#### Solution Thought Process:

#### 1. Read in all books with known authors (Dataset)

#### 2. Identify writing style and commonly used words by authors (NLP Engine)

#### 3. Build rules using identified styles and rules to classify unknown books (ML Engine)

# 1. Importing in Necessary Libraries

In [2]:
#Libraries for Data Manipulation
import pandas as pd
import numpy as np

#Library for Progress Bar
from tqdm import tqdm

#Libraries for Different ML Algorithms
import xgboost as xgb
from sklearn.svm import SVC
from sklearn.linear_model import LogisticRegression
from sklearn.naive_bayes import MultinomialNB

from keras.models import Sequential
from keras.layers.recurrent import LSTM, GRU
from keras.layers.core import Dense, Activation, Dropout
from keras.layers.embeddings import Embedding
from keras.layers.normalization import BatchNormalization
from keras.utils import np_utils
from keras.layers import GlobalMaxPooling1D, Conv1D, MaxPooling1D, Flatten, Bidirectional, SpatialDropout1D
from keras.callbacks import EarlyStopping

#Library for Dimensionality Reduction
from sklearn.decomposition import TruncatedSVD

#Libraries for Miscellaneous Steps 
from sklearn import preprocessing, decomposition, model_selection, metrics, pipeline
from sklearn.model_selection import GridSearchCV
from sklearn.model_selection import train_test_split

#Libraries for NLP
from sklearn.feature_extraction.text import TfidfVectorizer, CountVectorizer
from keras.preprocessing import sequence, text

from nltk import word_tokenize
from nltk.corpus import stopwords

Using TensorFlow backend.


#### Loading English Stopwords Dictionary from the NLTK package.

In [3]:
english_stopwords = stopwords.words('english')

# 2. Reading in Dataset

#### There have been recent buzz around using import.io basic free-to-use platform as a means of scraping information off the website, however, I have yet to learn that platform and so for this practice, I am just using a pre-scraped dataset found on Kaggle.

In [4]:
#Reading in Train Dataset
author_identification_train = pd.read_csv('C:/Users/esnxwng/Desktop/Fun Stuff/Author_Identification/Author_Identification_Train.csv')

#Reading in Test Dataset
author_identification_test = pd.read_csv('C:/Users/esnxwng/Desktop/Fun Stuff/Author_Identification/Author_Identification_Test.csv')

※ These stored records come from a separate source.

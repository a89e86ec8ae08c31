use crate::{
    entities::{assessment_clo, clo},
    error::ServiceError,
    services::{
        access::{self, Principal, find_active_assessment, require_assessment_owner},
        assessment::lifecycle_state,
    },
};
use log::{info, warn};
use models::{
    lifecycle::AssessmentState,
    marks::{allocation_matches, default_weightage, round2},
};
use sea_orm::{
    ActiveValue::Set, ColumnTrait, ConnectionTrait, DatabaseConnection, EntityTrait, QueryFilter,
    QueryOrder, TransactionTrait,
};
use serde::Serialize;
use std::collections::{HashMap, HashSet};
use uuid::Uuid;

/// One CLO's requested share of an assessment
#[derive(Debug, Clone)]
pub struct AllocationInput {
    pub clo_id: Uuid,
    pub marks_allocated: f64,
    pub weightage: Option<f64>,
    pub bloom_level: Option<String>,
}

/// A course CLO with whatever the assessment allocates to it
#[derive(Debug, Clone, Serialize)]
#[serde(rename_all = "camelCase")]
pub struct CloAllocation {
    pub clo_id: Uuid,
    pub code: String,
    pub statement: String,
    pub bloom_level: String,
    pub marks_allocated: f64,
    pub weightage: f64,
    pub is_allocated: bool,
}

#[derive(Debug, Clone, Serialize)]
#[serde(rename_all = "camelCase")]
pub struct AllocationSummary {
    pub max_marks: f64,
    pub total_allocated: f64,
    pub remaining: f64,
    pub is_complete: bool,
}

#[derive(Debug, Clone, Serialize)]
#[serde(rename_all = "camelCase")]
pub struct AssessmentAllocations {
    pub assessment_id: Uuid,
    pub clos: Vec<CloAllocation>,
    pub summary: AllocationSummary,
}

pub struct AllocationService;

impl AllocationService {
    /// Replaces every CLO allocation of an assessment.
    ///
    /// The allocations must cover the assessment's max marks exactly.
    pub async fn replace(
        db: &DatabaseConnection,
        principal: &Principal,
        assessment_id: Uuid,
        allocations: Vec<AllocationInput>,
    ) -> Result<Vec<assessment_clo::Model>, ServiceError> {
        let faculty = principal.faculty_profile(db).await?;
        let assessment = find_active_assessment(db, assessment_id).await?;
        require_assessment_owner(&faculty, &assessment, "modify CLO allocations of")?;

        let (state, marks_count) = lifecycle_state(db, &assessment).await?;
        match state {
            AssessmentState::Open => {}
            AssessmentState::Finalized => {
                return Err(ServiceError::MarksFinalized {
                    finalized_at: assessment.marks_finalized_at,
                });
            }
            AssessmentState::MarksEntered => {
                return Err(ServiceError::LockedByMarks {
                    message: "Cannot modify CLO allocations after marks have been entered".into(),
                    marks_count,
                    disallowed_fields: vec!["clos".into()],
                });
            }
        }

        validate_allocations(&allocations)?;

        let total_allocated: f64 = allocations.iter().map(|a| a.marks_allocated).sum();
        if !allocation_matches(total_allocated, assessment.max_marks) {
            warn!(
                "Allocation for assessment {} sums to {total_allocated}, expected {}",
                assessment.id, assessment.max_marks
            );
            return Err(ServiceError::AllocationMismatch {
                total_allocated,
                max_marks: assessment.max_marks,
            });
        }

        let requested: Vec<Uuid> = allocations.iter().map(|a| a.clo_id).collect();
        let course_clos = active_clos(db, assessment.course_id, Some(&requested)).await?;
        let known: HashSet<Uuid> = course_clos.iter().map(|c| c.id).collect();
        let foreign: Vec<Uuid> = requested
            .iter()
            .copied()
            .filter(|id| !known.contains(id))
            .collect();
        if !foreign.is_empty() {
            return Err(ServiceError::ForeignClos { clo_ids: foreign });
        }

        let txn = db.begin().await?;

        assessment_clo::Entity::delete_many()
            .filter(assessment_clo::Column::AssessmentId.eq(assessment.id))
            .exec(&txn)
            .await?;

        let rows: Vec<assessment_clo::ActiveModel> = allocations
            .iter()
            .map(|a| assessment_clo::ActiveModel {
                id: Set(Uuid::new_v4()),
                assessment_id: Set(assessment.id),
                clo_id: Set(a.clo_id),
                marks_allocated: Set(a.marks_allocated),
                weightage: Set(a
                    .weightage
                    .unwrap_or_else(|| round2(default_weightage(a.marks_allocated, assessment.max_marks)))),
                bloom_level: Set(a.bloom_level.clone()),
            })
            .collect();

        if !rows.is_empty() {
            assessment_clo::Entity::insert_many(rows).exec(&txn).await?;
        }

        let saved = assessment_clo::Entity::find()
            .filter(assessment_clo::Column::AssessmentId.eq(assessment.id))
            .all(&txn)
            .await?;

        txn.commit().await?;

        info!(
            "Faculty {} allocated {} CLO(s) to assessment {}",
            faculty.id,
            saved.len(),
            assessment.id
        );
        Ok(saved)
    }

    /// Every active course CLO with its allocation for the assessment
    pub async fn get(
        db: &DatabaseConnection,
        principal: &Principal,
        assessment_id: Uuid,
    ) -> Result<AssessmentAllocations, ServiceError> {
        let faculty = principal.faculty_profile(db).await?;
        let assessment = find_active_assessment(db, assessment_id).await?;
        require_assessment_owner(&faculty, &assessment, "view CLO allocations of")?;

        let allocations: HashMap<Uuid, assessment_clo::Model> = assessment_clo::Entity::find()
            .filter(assessment_clo::Column::AssessmentId.eq(assessment.id))
            .all(db)
            .await?
            .into_iter()
            .map(|a| (a.clo_id, a))
            .collect();

        let clos: Vec<CloAllocation> = active_clos(db, assessment.course_id, None)
            .await?
            .into_iter()
            .map(|clo| {
                let allocation = allocations.get(&clo.id);
                CloAllocation {
                    clo_id: clo.id,
                    code: clo.code,
                    statement: clo.statement,
                    bloom_level: allocation
                        .and_then(|a| a.bloom_level.clone())
                        .unwrap_or(clo.bloom_level),
                    marks_allocated: allocation.map_or(0.0, |a| a.marks_allocated),
                    weightage: allocation.map_or(0.0, |a| a.weightage),
                    is_allocated: allocation.is_some(),
                }
            })
            .collect();

        let total_allocated: f64 = allocations.values().map(|a| a.marks_allocated).sum();

        Ok(AssessmentAllocations {
            assessment_id: assessment.id,
            clos,
            summary: AllocationSummary {
                max_marks: assessment.max_marks,
                total_allocated: round2(total_allocated),
                remaining: round2(assessment.max_marks - total_allocated),
                is_complete: allocation_matches(total_allocated, assessment.max_marks),
            },
        })
    }

    /// Active CLOs of a course the faculty teaches
    pub async fn course_clos(
        db: &DatabaseConnection,
        principal: &Principal,
        course_id: Uuid,
    ) -> Result<Vec<clo::Model>, ServiceError> {
        let faculty = principal.faculty_profile(db).await?;
        access::require_assignment(db, faculty.id, course_id, None).await?;

        active_clos(db, course_id, None).await
    }
}

fn validate_allocations(allocations: &[AllocationInput]) -> Result<(), ServiceError> {
    if allocations.is_empty() {
        return Err(ServiceError::validation("At least one CLO allocation is required"));
    }

    let mut seen = HashSet::new();
    for allocation in allocations {
        if !seen.insert(allocation.clo_id) {
            return Err(ServiceError::validation(format!(
                "CLO {} is allocated more than once",
                allocation.clo_id
            )));
        }
        if !allocation.marks_allocated.is_finite() || allocation.marks_allocated < 0.0 {
            return Err(ServiceError::validation(
                "Allocated marks must be a non-negative number",
            ));
        }
        if allocation
            .weightage
            .is_some_and(|w| !w.is_finite() || w < 0.0)
        {
            return Err(ServiceError::validation("Weightage cannot be negative"));
        }
    }

    Ok(())
}

/// Active CLOs of a course in display order, optionally restricted to ids
pub(crate) async fn active_clos<C: ConnectionTrait>(
    db: &C,
    course_id: Uuid,
    ids: Option<&[Uuid]>,
) -> Result<Vec<clo::Model>, ServiceError> {
    let mut query = clo::Entity::find()
        .filter(clo::Column::CourseId.eq(course_id))
        .filter(clo::Column::IsActive.eq(true));

    if let Some(ids) = ids {
        query = query.filter(clo::Column::Id.is_in(ids.to_vec()));
    }

    Ok(query
        .order_by_asc(clo::Column::DisplayOrder)
        .order_by_asc(clo::Column::Code)
        .all(db)
        .await?)
}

#Reading in Sample Desired Output
author_identification_sample = pd.read_csv('C:/Users/esnxwng/Desktop/Fun Stuff/Author_Identification/Author_Identification_Sample.csv')

## 2a. Having a quick look at the Dataset

#### In the train section of the dataset, there are 3 columns. The ID column contains little or no information to us as ML practitioners. The key idea here is to use a chunk of text found in the second column to predict the author in the third column. This can be seen clearer when you look at the test dataset which has the third column missing.

In [6]:
author_identification_train.head()

Unnamed: 0,id,text,author
0,id26305,"This process, however, afforded me no means of...",EAP
1,id17569,It never once occurred to me that the fumbling...,HPL
2,id11008,"In his left hand was a gold snuff box, from wh...",EAP
3,id27763,How lovely is spring As we looked from Windsor...,MWS
4,id12958,"Finding nothing else, not even gold, the Super...",HPL


In [7]:
author_identification_test.head()

Unnamed: 0,id,text
0,id02310,"Still, as I urged our leaving Ireland with suc..."
1,id24541,"If a fire wanted fanning, it could readily be ..."
2,id00134,And when they had broken down the frail door t...
3,id27757,While I was thinking how I should possibly man...
4,id04081,I am not sure to what limit his knowledge may ...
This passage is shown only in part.